--- Task directions ---
Both the line below containing "pub fn new(width: u32, height: u32)" and the line containing "pub fn packed_to_xy(&self, id: PackedId)", along with every line between them, should be repeated exactly; no other line belongs in the answer.
(Data extracts begins)
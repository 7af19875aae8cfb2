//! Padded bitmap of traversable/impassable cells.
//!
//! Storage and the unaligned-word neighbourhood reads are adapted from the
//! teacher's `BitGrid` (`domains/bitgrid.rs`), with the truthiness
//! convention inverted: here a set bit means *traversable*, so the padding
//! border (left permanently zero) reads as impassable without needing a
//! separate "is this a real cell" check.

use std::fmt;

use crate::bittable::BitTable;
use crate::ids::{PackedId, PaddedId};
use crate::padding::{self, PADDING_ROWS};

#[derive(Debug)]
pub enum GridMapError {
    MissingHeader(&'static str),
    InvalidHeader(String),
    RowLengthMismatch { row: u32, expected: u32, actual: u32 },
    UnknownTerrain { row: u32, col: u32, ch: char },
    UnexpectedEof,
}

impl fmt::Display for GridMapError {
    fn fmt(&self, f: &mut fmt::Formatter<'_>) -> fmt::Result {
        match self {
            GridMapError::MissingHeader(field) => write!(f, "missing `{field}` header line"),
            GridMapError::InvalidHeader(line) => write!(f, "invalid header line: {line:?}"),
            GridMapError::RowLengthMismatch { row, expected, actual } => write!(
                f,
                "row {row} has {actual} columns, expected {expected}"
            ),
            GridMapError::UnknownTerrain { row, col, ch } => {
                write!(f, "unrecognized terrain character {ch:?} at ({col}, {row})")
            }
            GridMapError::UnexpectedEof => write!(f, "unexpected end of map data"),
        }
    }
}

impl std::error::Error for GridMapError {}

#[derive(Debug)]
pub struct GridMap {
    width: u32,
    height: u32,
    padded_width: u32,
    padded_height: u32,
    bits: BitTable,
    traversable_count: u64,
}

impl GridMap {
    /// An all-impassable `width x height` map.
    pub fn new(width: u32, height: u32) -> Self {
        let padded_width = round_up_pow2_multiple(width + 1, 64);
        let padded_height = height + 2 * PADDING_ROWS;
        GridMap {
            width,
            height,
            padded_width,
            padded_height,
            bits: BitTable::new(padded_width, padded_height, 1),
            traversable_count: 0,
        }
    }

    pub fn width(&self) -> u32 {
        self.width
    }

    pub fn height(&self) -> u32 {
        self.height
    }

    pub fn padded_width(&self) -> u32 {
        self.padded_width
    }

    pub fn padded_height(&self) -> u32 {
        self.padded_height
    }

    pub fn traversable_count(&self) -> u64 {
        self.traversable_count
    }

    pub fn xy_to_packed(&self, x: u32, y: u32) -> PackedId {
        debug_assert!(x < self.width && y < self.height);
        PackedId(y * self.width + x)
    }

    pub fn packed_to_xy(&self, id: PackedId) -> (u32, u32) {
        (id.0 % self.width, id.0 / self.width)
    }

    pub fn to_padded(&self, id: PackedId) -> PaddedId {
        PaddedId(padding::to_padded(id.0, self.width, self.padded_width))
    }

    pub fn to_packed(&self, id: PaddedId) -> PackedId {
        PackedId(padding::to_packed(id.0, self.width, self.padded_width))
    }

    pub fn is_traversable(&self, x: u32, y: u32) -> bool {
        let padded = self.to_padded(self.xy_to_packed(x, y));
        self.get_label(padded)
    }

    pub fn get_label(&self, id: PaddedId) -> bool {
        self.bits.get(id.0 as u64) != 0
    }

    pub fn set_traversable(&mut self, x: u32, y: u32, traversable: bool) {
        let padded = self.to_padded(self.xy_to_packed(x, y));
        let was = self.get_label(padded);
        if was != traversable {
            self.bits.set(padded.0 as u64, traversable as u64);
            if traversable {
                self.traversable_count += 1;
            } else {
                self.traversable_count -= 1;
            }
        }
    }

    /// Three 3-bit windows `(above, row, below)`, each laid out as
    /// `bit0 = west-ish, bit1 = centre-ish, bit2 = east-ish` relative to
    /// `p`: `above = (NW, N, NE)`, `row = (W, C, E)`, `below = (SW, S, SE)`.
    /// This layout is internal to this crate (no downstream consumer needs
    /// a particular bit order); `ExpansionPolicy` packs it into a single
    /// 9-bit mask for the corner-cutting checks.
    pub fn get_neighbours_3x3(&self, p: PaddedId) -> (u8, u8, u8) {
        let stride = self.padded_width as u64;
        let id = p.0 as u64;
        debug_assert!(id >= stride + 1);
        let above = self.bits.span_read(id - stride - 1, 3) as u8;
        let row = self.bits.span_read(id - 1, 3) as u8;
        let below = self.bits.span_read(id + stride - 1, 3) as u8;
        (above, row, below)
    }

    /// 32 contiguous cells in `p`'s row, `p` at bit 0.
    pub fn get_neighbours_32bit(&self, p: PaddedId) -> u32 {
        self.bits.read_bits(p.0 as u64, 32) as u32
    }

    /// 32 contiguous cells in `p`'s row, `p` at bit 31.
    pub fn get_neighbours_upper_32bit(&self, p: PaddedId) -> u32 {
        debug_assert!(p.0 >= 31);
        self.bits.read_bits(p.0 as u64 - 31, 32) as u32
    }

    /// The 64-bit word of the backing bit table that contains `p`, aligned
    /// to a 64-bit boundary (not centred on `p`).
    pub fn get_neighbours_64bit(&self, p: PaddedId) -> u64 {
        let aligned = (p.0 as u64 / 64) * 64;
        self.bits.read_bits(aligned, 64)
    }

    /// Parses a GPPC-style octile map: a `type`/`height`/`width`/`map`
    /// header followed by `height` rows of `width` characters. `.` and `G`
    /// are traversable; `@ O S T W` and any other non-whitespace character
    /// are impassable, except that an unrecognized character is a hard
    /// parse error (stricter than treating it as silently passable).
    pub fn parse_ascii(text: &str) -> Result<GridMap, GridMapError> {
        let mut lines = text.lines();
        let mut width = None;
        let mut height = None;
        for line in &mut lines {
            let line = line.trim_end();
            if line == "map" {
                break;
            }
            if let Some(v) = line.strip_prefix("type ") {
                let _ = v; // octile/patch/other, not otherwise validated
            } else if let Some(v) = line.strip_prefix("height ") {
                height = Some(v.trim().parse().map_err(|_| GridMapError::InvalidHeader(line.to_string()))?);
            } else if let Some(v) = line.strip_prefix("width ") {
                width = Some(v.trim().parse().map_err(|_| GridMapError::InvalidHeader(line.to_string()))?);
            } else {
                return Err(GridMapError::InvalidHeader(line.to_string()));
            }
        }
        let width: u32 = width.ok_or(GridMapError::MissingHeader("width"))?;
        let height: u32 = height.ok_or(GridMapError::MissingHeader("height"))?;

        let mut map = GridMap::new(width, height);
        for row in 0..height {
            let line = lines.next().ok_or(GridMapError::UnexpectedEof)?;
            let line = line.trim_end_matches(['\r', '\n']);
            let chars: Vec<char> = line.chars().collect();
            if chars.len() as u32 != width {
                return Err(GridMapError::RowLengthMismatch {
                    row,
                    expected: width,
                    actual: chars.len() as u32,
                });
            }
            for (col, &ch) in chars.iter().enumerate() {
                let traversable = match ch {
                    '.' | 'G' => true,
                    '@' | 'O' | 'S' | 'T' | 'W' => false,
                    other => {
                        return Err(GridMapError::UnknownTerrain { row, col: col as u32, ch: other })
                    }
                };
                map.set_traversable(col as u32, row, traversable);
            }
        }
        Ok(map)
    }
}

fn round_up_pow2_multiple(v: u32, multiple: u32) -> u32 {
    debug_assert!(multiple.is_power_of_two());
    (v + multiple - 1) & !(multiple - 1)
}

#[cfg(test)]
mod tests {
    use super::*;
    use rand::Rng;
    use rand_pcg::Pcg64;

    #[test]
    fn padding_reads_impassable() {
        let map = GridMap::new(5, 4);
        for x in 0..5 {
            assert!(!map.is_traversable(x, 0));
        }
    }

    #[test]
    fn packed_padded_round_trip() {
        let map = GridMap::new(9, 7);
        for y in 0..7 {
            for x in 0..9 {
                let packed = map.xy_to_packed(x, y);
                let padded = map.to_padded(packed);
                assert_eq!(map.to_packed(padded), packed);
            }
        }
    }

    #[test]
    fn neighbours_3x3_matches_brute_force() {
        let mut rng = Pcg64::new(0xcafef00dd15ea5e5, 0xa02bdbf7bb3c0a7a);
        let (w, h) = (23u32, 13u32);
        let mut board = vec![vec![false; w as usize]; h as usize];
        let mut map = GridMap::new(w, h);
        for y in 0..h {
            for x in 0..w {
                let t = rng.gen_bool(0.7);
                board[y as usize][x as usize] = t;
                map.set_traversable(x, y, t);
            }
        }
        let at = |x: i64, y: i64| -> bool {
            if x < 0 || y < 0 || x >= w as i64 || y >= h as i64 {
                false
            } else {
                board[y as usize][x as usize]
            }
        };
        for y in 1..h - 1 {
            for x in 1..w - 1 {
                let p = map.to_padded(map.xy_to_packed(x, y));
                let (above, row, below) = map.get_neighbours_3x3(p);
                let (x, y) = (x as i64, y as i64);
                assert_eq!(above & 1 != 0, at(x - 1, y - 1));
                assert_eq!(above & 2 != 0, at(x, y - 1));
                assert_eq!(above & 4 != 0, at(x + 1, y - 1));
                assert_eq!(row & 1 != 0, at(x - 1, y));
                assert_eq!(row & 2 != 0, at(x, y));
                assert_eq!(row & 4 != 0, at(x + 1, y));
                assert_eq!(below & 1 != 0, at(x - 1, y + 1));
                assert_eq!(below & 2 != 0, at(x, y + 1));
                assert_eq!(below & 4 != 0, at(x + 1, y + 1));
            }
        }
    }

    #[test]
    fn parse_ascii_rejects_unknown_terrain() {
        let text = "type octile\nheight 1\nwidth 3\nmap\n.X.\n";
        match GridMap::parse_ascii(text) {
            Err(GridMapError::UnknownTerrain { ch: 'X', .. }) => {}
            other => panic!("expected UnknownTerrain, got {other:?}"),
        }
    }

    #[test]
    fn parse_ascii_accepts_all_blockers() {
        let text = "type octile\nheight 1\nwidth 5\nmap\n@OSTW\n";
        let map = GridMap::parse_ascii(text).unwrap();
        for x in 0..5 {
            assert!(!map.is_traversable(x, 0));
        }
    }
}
(Data extracts ends)
--- Worked solution ---
    pub fn new(width: u32, height: u32) -> Self {
        let padded_width = round_up_pow2_multiple(width + 1, 64);
        let padded_height = height + 2 * PADDING_ROWS;
        GridMap {
            width,
            height,
            padded_width,
            padded_height,
            bits: BitTable::new(padded_width, padded_height, 1),
            traversable_count: 0,
        }
    }

    pub fn width(&self) -> u32 {
        self.width
    }

    pub fn height(&self) -> u32 {
        self.height
    }

    pub fn padded_width(&self) -> u32 {
        self.padded_width
    }

    pub fn padded_height(&self) -> u32 {
        self.padded_height
    }

    pub fn traversable_count(&self) -> u64 {
        self.traversable_count
    }

    pub fn xy_to_packed(&self, x: u32, y: u32) -> PackedId {
        debug_assert!(x < self.width && y < self.height);
        PackedId(y * self.width + x)
    }

    pub fn packed_to_xy(&self, id: PackedId) -> (u32, u32) {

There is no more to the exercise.